True, as I've mentioned, I am a sucker for poetic copy. But if there was a clever ruse going on at this Portland swinery, it's duping some majorly savvy foodies - Beast, Clarklewis, Urban Farmer and Park Kitchen all feature the pork on their menus.
The most surprising feature to me was the price. These two hefty, bone-in chops were $9. Combined. You can't get crappy pork for much less than that. And they're not going to come with a life story like this:
Our pigs are fed a diverse diet that is specifically formulated to their growth needs. All the grains are raised by our grower, and include oats, barley, triticale, and more. Corn and soybeans are minimized during the growing stage, and removed entirely in the finishing stage.
They are never fed antibiotics, hormones, growth stimulants, or animal byproducts (pigs that become sick and require medication are sold through conventional channels after the requisite waiting period).
Traditionally, pigs produced for prosciutto are fed a special “finishing” diet for their last 60–90 days where a large portion of their feed is replaced with acorns. finishing provides increased flavor to the fat and meat, as well as produces the necessary intramuscular and subcutaneous (under the skin) fat cover necessary for prosciutto production—our main long-term objective.
While the Northwest isn’t good acorn country, it is renowned for its hazelnuts!
From the moment I set those two tender chops in my big green market basket, I knew exactly what I'd cook them with. I had a simmer sauce match made in heaven waiting in my pantry.
I kind of have a fetish for sauces. I can't resist their vuluptuously curvy jars, their seductive names, the naughty serving suggestions - "go ahead. Mix me into a stir fry. I'm also good as a mmmmmarinade." I hoard them, anticipating some flavor famine around the corner, until my feeble plastic shelving can't take anymore. Every apartment we've ever left has a deeply bowed, sad looking canned goods shelf we've left in our wake.

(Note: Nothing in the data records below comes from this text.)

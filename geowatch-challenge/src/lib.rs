//! Anti-bot challenge handling for live crawl pages.
//!
//! Detection identifies which wall is up (Cloudflare, reCAPTCHA, hCaptcha,
//! login, rate limit, block); resolution picks a strategy and drives it to a
//! verdict. Nothing in this crate raises across the boundary — callers get a
//! [`Resolution`] either way.

mod detect;
mod strategy;

pub use detect::{ChallengeDetector, ChallengeKind};
pub use strategy::{ApiSolverStrategy, AutoWaitStrategy, ManualStrategy, Resolution};

use geowatch_browser::Page;
use geowatch_core::ConfigProvider;
use geowatch_core::config::keys;
use std::path::PathBuf;
use std::time::Duration;
use tracing::info;

#[derive(Debug, Clone, Copy, PartialEq, Eq)]
pub enum StrategySelection {
    Manual,
    AutoWait,
    Api,
    /// Pick per challenge kind: auto-wait for Cloudflare (manual fallback for
    /// Turnstile), solver API for reCAPTCHA/hCaptcha when a key exists,
    /// manual for everything else.
    Smart,
}

impl StrategySelection {
    fn parse(s: &str) -> Self {
        match s {
            "manual" => StrategySelection::Manual,
            "auto_wait" => StrategySelection::AutoWait,
            "api" => StrategySelection::Api,
            _ => StrategySelection::Smart,
        }
    }
}

pub struct ChallengeHandler {
    selection: StrategySelection,
    manual_timeout: Duration,
    solver_api_key: Option<String>,
    solver_base_url: Option<String>,
    screenshot_dir: PathBuf,
    detector: ChallengeDetector,
}

impl ChallengeHandler {
    pub fn new(config: &ConfigProvider) -> Self {
        Self {
            selection: StrategySelection::parse(
                &config.string_or(keys::CAPTCHA_STRATEGY, "smart"),
            ),
            manual_timeout: Duration::from_secs(
                config.u64_or(keys::CAPTCHA_MANUAL_TIMEOUT_SECONDS, 300),
            ),
            solver_api_key: config.string(keys::CAPTCHA_API_KEY),
            solver_base_url: None,
            screenshot_dir: PathBuf::from(
                config.string_or(keys::SCREENSHOT_DIR, "data/screenshots"),
            ),
            detector: ChallengeDetector::new(),
        }
    }

    pub fn with_solver_base_url(mut self, base_url: impl Into<String>) -> Self {
        self.solver_base_url = Some(base_url.into());
        self
    }

    pub async fn detect(&self, page: &dyn Page) -> ChallengeKind {
        self.detector.detect(page).await
    }

    /// Detect and, when needed, resolve whatever is blocking the page.
    pub async fn resolve(&self, page: &dyn Page) -> Resolution {
        let kind = self.detect(page).await;
        if kind == ChallengeKind::None {
            return Resolution {
                success: true,
                kind,
                message: "no challenge detected".to_string(),
                screenshot_path: None,
                elapsed_ms: 0,
            };
        }

        info!(%kind, "challenge detected");
        match self.selection {
            StrategySelection::Manual => self.manual().resolve(page, kind, &self.screenshot_dir).await,
            StrategySelection::AutoWait => {
                AutoWaitStrategy::default()
                    .resolve(page, kind, &self.screenshot_dir)
                    .await
            }
            StrategySelection::Api => self.solver().resolve(page, kind, &self.screenshot_dir).await,
            StrategySelection::Smart => self.resolve_smart(page, kind).await,
        }
    }

    async fn resolve_smart(&self, page: &dyn Page, kind: ChallengeKind) -> Resolution {
        match kind {
            ChallengeKind::CloudflareJs => {
                AutoWaitStrategy::default()
                    .resolve(page, kind, &self.screenshot_dir)
                    .await
            }
            ChallengeKind::CloudflareCaptcha => {
                // Turnstile sometimes passes without interaction; try the
                // cheap wait before asking a human.
                let attempt = AutoWaitStrategy::default()
                    .resolve(page, kind, &self.screenshot_dir)
                    .await;
                if attempt.success {
                    return attempt;
                }
                self.manual().resolve(page, kind, &self.screenshot_dir).await
            }
            ChallengeKind::RecaptchaV2 | ChallengeKind::RecaptchaV3 | ChallengeKind::Hcaptcha => {
                if self.solver_api_key.is_some() {
                    self.solver().resolve(page, kind, &self.screenshot_dir).await
                } else {
                    self.manual().resolve(page, kind, &self.screenshot_dir).await
                }
            }
            _ => self.manual().resolve(page, kind, &self.screenshot_dir).await,
        }
    }

    fn manual(&self) -> ManualStrategy {
        ManualStrategy {
            timeout: self.manual_timeout,
        }
    }

    fn solver(&self) -> ApiSolverStrategy {
        let mut solver =
            ApiSolverStrategy::new(self.solver_api_key.clone().unwrap_or_default());
        if let Some(base_url) = &self.solver_base_url {
            solver = solver.with_base_url(base_url.clone());
        }
        solver
    }
}

#[cfg(test)]
mod tests {
    use super::*;
    use geowatch_browser::testing::ScriptedPage;
    use serde_json::json;

    fn test_config() -> ConfigProvider {
        let config = ConfigProvider::default();
        let dir = std::env::temp_dir().join("geowatch-challenge-handler-tests");
        config.set(
            geowatch_core::config::keys::SCREENSHOT_DIR,
            json!(dir.display().to_string()),
        );
        config
    }

    fn handler() -> ChallengeHandler {
        ChallengeHandler::new(&test_config())
    }

    #[tokio::test]
    async fn clean_page_resolves_immediately() {
        let page = ScriptedPage::new()
            .with_url("https://chat.deepseek.com")
            .with_body("开始对话");
        let resolution = handler().resolve(&page).await;
        assert!(resolution.success);
        assert_eq!(resolution.kind, ChallengeKind::None);
    }

    #[tokio::test(start_paused = true)]
    async fn smart_uses_auto_wait_for_cloudflare_js() {
        let page = ScriptedPage::new()
            .with_url("https://www.perplexity.ai")
            .with_body_sequence(["Just a moment...", "Just a moment...", "Ask anything"]);
        let resolution = handler().resolve(&page).await;
        assert!(resolution.success, "{}", resolution.message);
        assert_eq!(resolution.kind, ChallengeKind::CloudflareJs);
    }

    #[tokio::test(start_paused = true)]
    async fn smart_falls_back_to_manual_for_stuck_turnstile() {
        use std::sync::Arc;
        use std::time::Duration;

        // Turnstile never clears during the auto-wait budget; a human solves
        // it later, during the manual phase.
        let page = Arc::new(
            ScriptedPage::new()
                .with_url("https://www.perplexity.ai")
                .with_body("Verifying you are human")
                .with_visible([".cf-turnstile"]),
        );
        let solved = page.clone();
        tokio::spawn(async move {
            tokio::time::sleep(Duration::from_secs(40)).await;
            solved.set_body("Ask anything");
            solved.set_visible(".cf-turnstile", false);
        });

        let resolution = handler().resolve(page.as_ref()).await;
        assert!(resolution.success, "{}", resolution.message);
        assert_eq!(resolution.kind, ChallengeKind::CloudflareCaptcha);
        assert!(resolution.message.contains("manually"));
    }

    #[tokio::test]
    async fn explicit_api_strategy_fails_without_key() {
        let config = ConfigProvider::default();
        config.set(geowatch_core::config::keys::CAPTCHA_STRATEGY, json!("api"));
        let page = ScriptedPage::new()
            .with_url("https://chatgpt.com")
            .with_body("complete the captcha")
            .with_visible([".g-recaptcha"]);
        let resolution = ChallengeHandler::new(&config).resolve(&page).await;
        assert!(!resolution.success);
    }
}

I pan-fried the chops in a deep saute pan in olive oil to get some browning, then transferred them into a baking dish to finish off in the oven for 13 minutes. I deglazed the pan with some Two Buck Chuck, then added a generous amount of Apple Grille Sauce and let it reduce down into a thick glaze. With the browned bits from the bottom of the pan, it acquired an apple-and-bacon flavor that was just begging to get back on top of those sweet nutty chops.
In a rare and strange showing of kitchen involvement, Matt was inspired to make one of his favorite side dishes from growing up - baked mac. With just some sliced cheddar and evaporated milk, it's lighter than the macaroni I normally would make, which starts as a roux that turns into fondue and creates a whole mess of Deen fatty pleasure. I also had a leftover pie crust half from the quiche, which was filled with cheater cherry pie filling and topped with struesdel crumble. Voila, the pumble.
"This," Matt announced, scraping the last bits of hazelnut-fed flesh off the bone, "is a home-cooked meal."